En lo religioso, la islamofobia persiste aunque con menor intensidad. El atentado reforzó divisiones que aún perduran: por un lado, se impulsaron diálogos interreligiosos para sanar heridas; por otro, crecieron discursos extremistas en distintos rincones del planeta.

En lo geopolítico, Medio Oriente sigue siendo un epicentro de inestabilidad. Afganistán volvió a manos talibanes, Irak continúa fragmentado y el terrorismo se desplazó hacia África y Asia. El “mundo posterior al 11-S” ya no está dominado por el miedo a Al Qaeda, pero sí por los conflictos que aquel día encendió. Hamas, heredera del extremismo en otras regiones, provocó nuevos estragos y reforzó la tensión global. Estados Unidos financia a Ucrania en su lucha contra Rusia, mientras figuras como Trump y Putin buscan, con dificultad, escenarios de paz. A su vez, Washington respalda militar, económica y políticamente a Israel frente a Irán y otros países árabes. Paralelamente, abrió una inesperada guerra contra el narcotráfico en Centroamérica, apuntando también al narcoestado y la dictadura de Nicolás Maduro en Venezuela.

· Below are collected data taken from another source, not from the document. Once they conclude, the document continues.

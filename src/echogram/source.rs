use std::fs::File;
use std::io::{BufReader, Read};
use std::path::Path;
use log::info;
use ndarray::Array2;
use serde::{Deserialize, Serialize};
use crate::echogram::EchogramError;
/// Position of one raw sample inside a [`SampleGrid`].
#[derive(Clone, Copy, Debug, PartialEq, Eq, Hash, PartialOrd, Ord)]
pub struct SampleIndex {
    pub ping: u32,
    pub range: u32,
}
impl SampleIndex {
    /// Both coordinates must fit in `u32`; [`SampleGrid::new`] guarantees it for grid indices.
    pub fn new(ping: usize, range: usize) -> Self {
        debug_assert!(ping <= u32::MAX as usize && range <= u32::MAX as usize);
        Self {
            ping: ping as u32,
            range: range as u32,
        }
    }
}
/// One channel of Sv samples, pings x range samples.
#[derive(Clone, Debug)]
pub struct SampleGrid {
    pub channel: String,
    /// Ping times in seconds since the Unix epoch.
    pub time: Vec<f64>,
    pub range_index: Vec<u32>,
    pub values: Array2<f32>, // pings x range samples, NaN = no data
}
impl SampleGrid {
    pub fn new(
        channel: impl Into<String>,
        time: Vec<f64>,
        range_index: Vec<u32>,
        values: Array2<f32>,
    ) -> Result<Self, EchogramError> {
        let expected = (time.len(), range_index.len());
        // samples are addressed with u32 coordinates
        let limit = u32::MAX as usize;
        if values.dim() != expected || expected.0 > limit || expected.1 > limit {
            return Err(EchogramError::ShapeMismatch {
                what: "sample grid",
                expected,
                actual: values.dim(),
            });
        }
        Ok(Self {
            channel: channel.into(),
            time,
            range_index,
            values,
        })
    }
    pub fn num_pings(&self) -> usize {
        self.time.len()
    }
    pub fn num_range_samples(&self) -> usize {
        self.range_index.len()
    }
    pub fn value(&self, index: SampleIndex) -> f32 {
        self.values[[index.ping as usize, index.range as usize]]
    }
    pub fn finite_values(&self) -> impl Iterator<Item = f32> + '_ {
        self.values.iter().copied().filter(|v| v.is_finite())
    }
}
/// Raw range offsets (meters) for every ping of a channel.
#[derive(Clone, Debug)]
pub struct DepthProfile {
    pub offsets: Array2<f32>, // pings x range samples
    pub transducer_offset: f32,
}
/// Something that can hand out channel grids and their offset profiles.
pub trait SampleSource: Send {
    fn channels(&self) -> Vec<String>;
    fn read_channel(&self, channel: &str) -> Result<SampleGrid, EchogramError>;
    fn read_offset_profile(&self, channel: &str) -> Result<DepthProfile, EchogramError>;
    fn describe(&self) -> String {
        format!("channels: {:?}", self.channels())
    }
}
/// Opens a [`SampleSource`] for a path; used when the view switches files.
pub trait SourceOpener: Send {
    fn open(&self, path: &Path) -> Result<Box<dyn SampleSource>, EchogramError>;
}
impl<F> SourceOpener for F
where
    F: Fn(&Path) -> Result<Box<dyn SampleSource>, EchogramError> + Send,
{
    fn open(&self, path: &Path) -> Result<Box<dyn SampleSource>, EchogramError> {
        self(path)
    }
}
/// In-memory source useful for tests and deterministic playback.
#[derive(Default)]
pub struct ManualSource {
    channels: Vec<(SampleGrid, Option<DepthProfile>)>,
}
impl ManualSource {
    pub fn new() -> Self {
        Self::default()
    }
    pub fn with_channel(mut self, grid: SampleGrid, profile: Option<DepthProfile>) -> Self {
        self.channels.push((grid, profile));
        self
    }
    fn find(&self, channel: &str) -> Result<&(SampleGrid, Option<DepthProfile>), EchogramError> {
        self.channels
            .iter()
            .find(|(grid, _)| grid.channel == channel)
            .ok_or_else(|| EchogramError::ChannelNotFound(channel.to_string()))
    }
}
impl SampleSource for ManualSource {
    fn channels(&self) -> Vec<String> {
        self.channels.iter().map(|(g, _)| g.channel.clone()).collect()
    }
    fn read_channel(&self, channel: &str) -> Result<SampleGrid, EchogramError> {
        Ok(self.find(channel)?.0.clone())
    }
    fn read_offset_profile(&self, channel: &str) -> Result<DepthProfile, EchogramError> {
        self.find(channel)?
            .1
            .clone()
            .ok_or_else(|| EchogramError::MissingOffsetData(channel.to_string()))
    }
}
#[derive(Debug, Serialize, Deserialize)]
struct StoreFile {
    channels: Vec<ChannelRecord>,
}
#[derive(Debug, Serialize, Deserialize)]
struct ChannelRecord {
    id: String,
    ping_time: Vec<f64>,
    range_sample: Vec<u32>,
    sv: Vec<Vec<Option<f32>>>, // null = no data
    #[serde(default)]
    echo_range: Option<Vec<Vec<Option<f32>>>>,
    #[serde(default)]
    transducer_offset: f32,
}
impl ChannelRecord {
    fn shape(&self) -> (usize, usize) {
        (self.ping_time.len(), self.range_sample.len())
    }
}
fn rows_to_array(
    rows: &[Vec<Option<f32>>],
    what: &'static str,
    expected: (usize, usize),
) -> Result<Array2<f32>, EchogramError> {
    let actual = (rows.len(), rows.first().map_or(expected.1, |r| r.len()));
    if actual != expected || rows.iter().any(|r| r.len() != expected.1) {
        return Err(EchogramError::ShapeMismatch {
            what,
            expected,
            actual,
        });
    }
    let flat: Vec<f32> = rows
        .iter()
        .flat_map(|r| r.iter().map(|v| v.unwrap_or(f32::NAN)))
        .collect();
    Array2::from_shape_vec(expected, flat).map_err(|_| EchogramError::ShapeMismatch {
        what,
        expected,
        actual,
    })
}
/// JSON-backed store: one record per channel, `null` for missing samples.
#[derive(Debug)]
pub struct JsonSource {
    records: Vec<ChannelRecord>,
}
impl JsonSource {
    pub fn open(path: &Path) -> Result<Self, EchogramError> {
        let file = File::open(path)
            .map_err(|e| EchogramError::SourceUnavailable(format!("{}: {e}", path.display())))?;
        let source = Self::parse(BufReader::new(file))
            .map_err(|e| EchogramError::SourceUnavailable(format!("{}: {e}", path.display())))?;
        info!("opened {}: {}", path.display(), source.describe());
        Ok(source)
    }
    pub fn from_reader(reader: impl Read) -> Result<Self, EchogramError> {
        Self::parse(reader).map_err(|e| EchogramError::SourceUnavailable(e.to_string()))
    }
    fn parse(reader: impl Read) -> Result<Self, serde_json::Error> {
        let store: StoreFile = serde_json::from_reader(reader)?;
        Ok(Self {
            records: store.channels,
        })
    }
    fn find(&self, channel: &str) -> Result<&ChannelRecord, EchogramError> {
        self.records
            .iter()
            .find(|r| r.id == channel)
            .ok_or_else(|| EchogramError::ChannelNotFound(channel.to_string()))
    }
}
impl SampleSource for JsonSource {
    fn channels(&self) -> Vec<String> {
        self.records.iter().map(|r| r.id.clone()).collect()
    }
    fn read_channel(&self, channel: &str) -> Result<SampleGrid, EchogramError> {
        let record = self.find(channel)?;
        let values = rows_to_array(&record.sv, "sv", record.shape())?;
        SampleGrid::new(
            record.id.clone(),
            record.ping_time.clone(),
            record.range_sample.clone(),
            values,
        )
    }
    fn read_offset_profile(&self, channel: &str) -> Result<DepthProfile, EchogramError> {
        let record = self.find(channel)?;
        let rows = record
            .echo_range
            .as_ref()
            .ok_or_else(|| EchogramError::MissingOffsetData(channel.to_string()))?;
        Ok(DepthProfile {
            offsets: rows_to_array(rows, "echo_range", record.shape())?,
            transducer_offset: record.transducer_offset,
        })
    }
    fn describe(&self) -> String {
        let dims: Vec<String> = self
            .records
            .iter()
            .map(|r| {
                let (pings, samples) = r.shape();
                format!("{} (ping_time: {pings}, range_sample: {samples})", r.id)
            })
            .collect();
        format!("channels: [{}]", dims.join(", "))
    }
}
/// Opener for [`JsonSource`] files.
pub struct JsonSourceOpener;
impl SourceOpener for JsonSourceOpener {
    fn open(&self, path: &Path) -> Result<Box<dyn SampleSource>, EchogramError> {
        Ok(Box::new(JsonSource::open(path)?))
    }
}
#[cfg(test)]
mod tests {
    use super::*;
    const STORE: &str = r#"{
        "channels": [
            {
                "id": "GPT 38 kHz",
                "ping_time": [0.0, 1.0],
                "range_sample": [0, 1, 2],
                "sv": [[-50.0, null, -60.0], [-55.0, -65.0, null]],
                "echo_range": [[0.0, 0.5, 1.0], [0.0, 0.5, 1.0]],
                "transducer_offset": 2.0
            },
            {
                "id": "GPT 120 kHz",
                "ping_time": [0.0],
                "range_sample": [0],
                "sv": [[-70.0]]
            }
        ]
    }"#;
    #[test]
    fn json_source_reads_channels_and_nulls() {
        let source = JsonSource::from_reader(STORE.as_bytes()).unwrap();
        assert_eq!(source.channels(), vec!["GPT 38 kHz", "GPT 120 kHz"]);
        let grid = source.read_channel("GPT 38 kHz").unwrap();
        assert_eq!(grid.values.dim(), (2, 3));
        assert!(grid.values[[0, 1]].is_nan());
        assert_eq!(grid.value(SampleIndex::new(1, 1)), -65.0);
        assert_eq!(grid.finite_values().count(), 4);
        let profile = source.read_offset_profile("GPT 38 kHz").unwrap();
        assert_eq!(profile.transducer_offset, 2.0);
        assert_eq!(profile.offsets[[1, 2]], 1.0);
    }
    #[test]
    fn json_source_reports_missing_pieces() {
        let source = JsonSource::from_reader(STORE.as_bytes()).unwrap();
        assert!(matches!(
            source.read_offset_profile("GPT 120 kHz"),
            Err(EchogramError::MissingOffsetData(_))
        ));
        assert!(matches!(
            source.read_channel("GPT 200 kHz"),
            Err(EchogramError::ChannelNotFound(_))
        ));
        assert!(matches!(
            JsonSource::open(Path::new("/nonexistent/store.json")),
            Err(EchogramError::SourceUnavailable(_))
        ));
    }
    #[test]
    fn ragged_rows_are_rejected() {
        let store = r#"{"channels":[{"id":"a","ping_time":[0.0,1.0],"range_sample":[0,1],
            "sv":[[1.0,2.0],[3.0]]}]}"#;
        let source = JsonSource::from_reader(store.as_bytes()).unwrap();
        assert!(matches!(
            source.read_channel("a"),
            Err(EchogramError::ShapeMismatch { .. })
        ));
    }
    #[test]
    fn grid_shape_is_validated() {
        let err = SampleGrid::new("a", vec![0.0], vec![0, 1], Array2::zeros((2, 2)));
        assert!(matches!(err, Err(EchogramError::ShapeMismatch { .. })));
    }
}
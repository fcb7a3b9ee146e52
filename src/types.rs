// src/types.rs
use std::path::PathBuf;
use image::RgbaImage;
use crate::echogram::{
    AxisTick, CellProbe, ChannelSelector, ColorScale, EchogramView, Histogram, PipelineState,
    Selection,
};
// Commands sent from the front end to the render worker
#[derive(Clone, Debug)]
pub enum ViewCommand {
    SourceChanged(PathBuf),
    ChannelChanged(ChannelSelector),
    ColormapChanged(ColorScale),
    SelectionChanged(Selection),
    /// Cursor position in data space (seconds, meters).
    Hover { time: f64, depth: f64 },
    Shutdown,
}
impl ViewCommand {
    /// Commands that replace the echogram and so supersede any render in flight.
    pub fn triggers_render(&self) -> bool {
        matches!(
            self,
            ViewCommand::SourceChanged(_)
                | ViewCommand::ChannelChanged(_)
                | ViewCommand::ColormapChanged(_)
        )
    }
}
/// Snapshot of a committed echogram for display.
#[derive(Clone, Debug)]
pub struct RenderedView {
    pub generation: u64,
    pub channel: String,
    pub image: RgbaImage,
    pub limits: (f32, f32),
    pub time_ticks: Vec<AxisTick>,
    pub depth_ticks: Vec<AxisTick>,
    pub depth_degraded: bool,
}
impl RenderedView {
    pub fn from_view(generation: u64, view: &EchogramView) -> Self {
        Self {
            generation,
            channel: view.channel.clone(),
            image: view.image.clone(),
            limits: view.limits,
            time_ticks: view.time_ticks.clone(),
            depth_ticks: view.depth_ticks.clone(),
            depth_degraded: view.depth_degraded,
        }
    }
}
// Messages sent from the render worker back to the front end
#[derive(Clone, Debug)]
pub enum ViewMessage {
    Log(String),
    State(PipelineState),
    Rendered(Box<RenderedView>),
    HistogramReady(Histogram),
    /// Cell under the cursor, `None` outside the raster.
    Hovered(Option<CellProbe>),
    /// The requested channel holds no finite samples; the previous view stays.
    NoData(String),
    Failed(String),
}
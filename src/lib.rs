//! # resumable
//!
//! Lazy, resumable sequence generators for Rust.
//!
//! ## Overview
//!
//! A generator is a suspended computation that produces values one at a
//! time, on demand. Each resumption runs it forward to its next emitted
//! value and suspends again; when the body runs out it reports completion
//! exactly once, and any later resumption is an error. Generators are also
//! fused [`Iterator`]s, so the usual driving loop works unchanged.
//!
//! - **Generator Core** ([`generator`]): the [`Generator`](generator::Generator)
//!   handle, the [`Coroutine`](generator::Coroutine) body trait, and the
//!   closure-continuation [`Fiber`](generator::Fiber) encoding.
//! - **Sequences** ([`source`]): the positional [`Sequence`](source::Sequence)
//!   capability that combinatorial generators read from.
//! - **Adapters** ([`adapter`]): `chain`, `filter`, `map`, `zip`, `cycle`,
//!   `count`, `take_while` and friends.
//! - **Combinatorics** ([`combinatorics`]): combinations (with and without
//!   replacement), permutations, cartesian products and powersets.
//!
//! ## Feature Flags
//!
//! - `adapter`: streaming combinators
//! - `combinatorics`: combinatorial generators (pulls in `smallvec`)
//! - `tracing`: diagnostic events through the `tracing` crate
//! - `serde`: serialization for generator states and statuses
//! - `full`: enable all features
//!
//! ## Example
//!
//! ```rust
//! use resumable::prelude::*;
//!
//! let mut generator = combinations(vec!['a', 'b', 'c'], 2);
//! assert_eq!(generator.resume(), Ok(GeneratorState::Yielded(vec!['a', 'b'])));
//! assert_eq!(generator.next(), Some(vec!['a', 'c']));
//! assert_eq!(generator.next(), Some(vec!['b', 'c']));
//! assert_eq!(generator.resume(), Ok(GeneratorState::Complete));
//! assert!(generator.resume().is_err());
//! ```

#![forbid(unsafe_code)]
#![warn(missing_docs)]
#![warn(clippy::all)]
#![warn(clippy::pedantic)]
#![warn(clippy::nursery)]

/// Prelude module for convenient imports.
///
/// Re-exports the generator core and every enabled generator family.
///
/// # Usage
///
/// ```rust
/// use resumable::prelude::*;
/// ```
pub mod prelude {
    pub use crate::generator::*;
    pub use crate::source::Sequence;

    #[cfg(feature = "adapter")]
    pub use crate::adapter::*;

    #[cfg(feature = "combinatorics")]
    pub use crate::combinatorics::*;
}

mod trace;

pub mod generator;
pub mod source;

#[cfg(feature = "adapter")]
pub mod adapter;

#[cfg(feature = "combinatorics")]
pub mod combinatorics;
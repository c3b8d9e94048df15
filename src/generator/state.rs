//! Resumption results and lifecycle status.

/// The outcome of a single resumption.
///
/// A resumption either produces the next value (`Yielded`) or reports that
/// the body has reached its end (`Complete`). This corresponds to the
/// `(value, done)` pair of a classic semicoroutine.
///
/// # Examples
///
/// ```rust
/// use resumable::generator::GeneratorState;
///
/// let state = GeneratorState::Yielded(42);
/// assert!(!state.is_complete());
/// assert_eq!(state.into_option(), Some(42));
///
/// let done: GeneratorState<i32> = GeneratorState::Complete;
/// assert!(done.is_complete());
/// ```
#[derive(Debug, Clone, Copy, PartialEq, Eq, Hash)]
#[cfg_attr(feature = "serde", derive(serde::Serialize, serde::Deserialize))]
pub enum GeneratorState<Y> {
    /// The body emitted a value and is suspended.
    Yielded(Y),
    /// The body ran to its end. No value accompanies completion.
    Complete,
}

impl<Y> GeneratorState<Y> {
    /// Returns `true` if this is the completion signal.
    #[inline]
    pub const fn is_complete(&self) -> bool {
        matches!(self, Self::Complete)
    }

    /// Returns `true` if a value was emitted.
    #[inline]
    pub const fn is_yielded(&self) -> bool {
        matches!(self, Self::Yielded(_))
    }

    /// Converts into an `Option`, discarding the completion marker.
    #[inline]
    pub fn into_option(self) -> Option<Y> {
        match self {
            Self::Yielded(value) => Some(value),
            Self::Complete => None,
        }
    }

    /// Borrows the emitted value, if any.
    #[inline]
    pub const fn as_ref(&self) -> GeneratorState<&Y> {
        match self {
            Self::Yielded(value) => GeneratorState::Yielded(value),
            Self::Complete => GeneratorState::Complete,
        }
    }

    /// Applies a function to the emitted value, leaving completion untouched.
    ///
    /// # Examples
    ///
    /// ```rust
    /// use resumable::generator::GeneratorState;
    ///
    /// assert_eq!(GeneratorState::Yielded(21).map(|x| x * 2), GeneratorState::Yielded(42));
    /// assert_eq!(GeneratorState::<i32>::Complete.map(|x| x * 2), GeneratorState::Complete);
    /// ```
    #[inline]
    pub fn map<U, F>(self, function: F) -> GeneratorState<U>
    where
        F: FnOnce(Y) -> U,
    {
        match self {
            Self::Yielded(value) => GeneratorState::Yielded(function(value)),
            Self::Complete => GeneratorState::Complete,
        }
    }
}

impl<Y> From<Option<Y>> for GeneratorState<Y> {
    #[inline]
    fn from(option: Option<Y>) -> Self {
        option.map_or(Self::Complete, Self::Yielded)
    }
}

impl<Y> From<GeneratorState<Y>> for Option<Y> {
    #[inline]
    fn from(state: GeneratorState<Y>) -> Self {
        state.into_option()
    }
}

/// Lifecycle of a [`Generator`](super::Generator).
///
/// ```text
/// Created --resume--> Running --emit--> Suspended --resume--> Running ...
///                        |
///                        +--end of body--> Complete
/// ```
///
/// A generator observed in `Running` outside of a resumption is poisoned:
/// its body panicked part-way through a step.
#[derive(Debug, Clone, Copy, PartialEq, Eq, Hash)]
#[cfg_attr(feature = "serde", derive(serde::Serialize, serde::Deserialize))]
pub enum GeneratorStatus {
    /// Built but never resumed.
    Created,
    /// Stopped at an emit point, waiting for the next resumption.
    Suspended,
    /// Currently executing a step of its body.
    Running,
    /// The body has ended. Further resumptions are protocol violations.
    Complete,
}

impl GeneratorStatus {
    /// Returns `true` if another resumption may make progress.
    #[inline]
    pub const fn is_resumable(self) -> bool {
        matches!(self, Self::Created | Self::Suspended)
    }
}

Para terminar con este artículo tan extenso, dejo la conclusión: El 11 de septiembre fue más que un ataque: fue una grieta en la historia contemporánea. En 2001, el planeta entró de golpe en el siglo XXI, con un recordatorio brutal de que el poder, por más grande que parezca, puede ser vulnerable. Hoy, cada vez que se recuerda aquella mañana, no solo se evocan las vidas perdidas: se revive la certeza de que ese día el mundo cambió para siempre, y que aún seguimos viviendo entre sus ruinas y aprendizajes.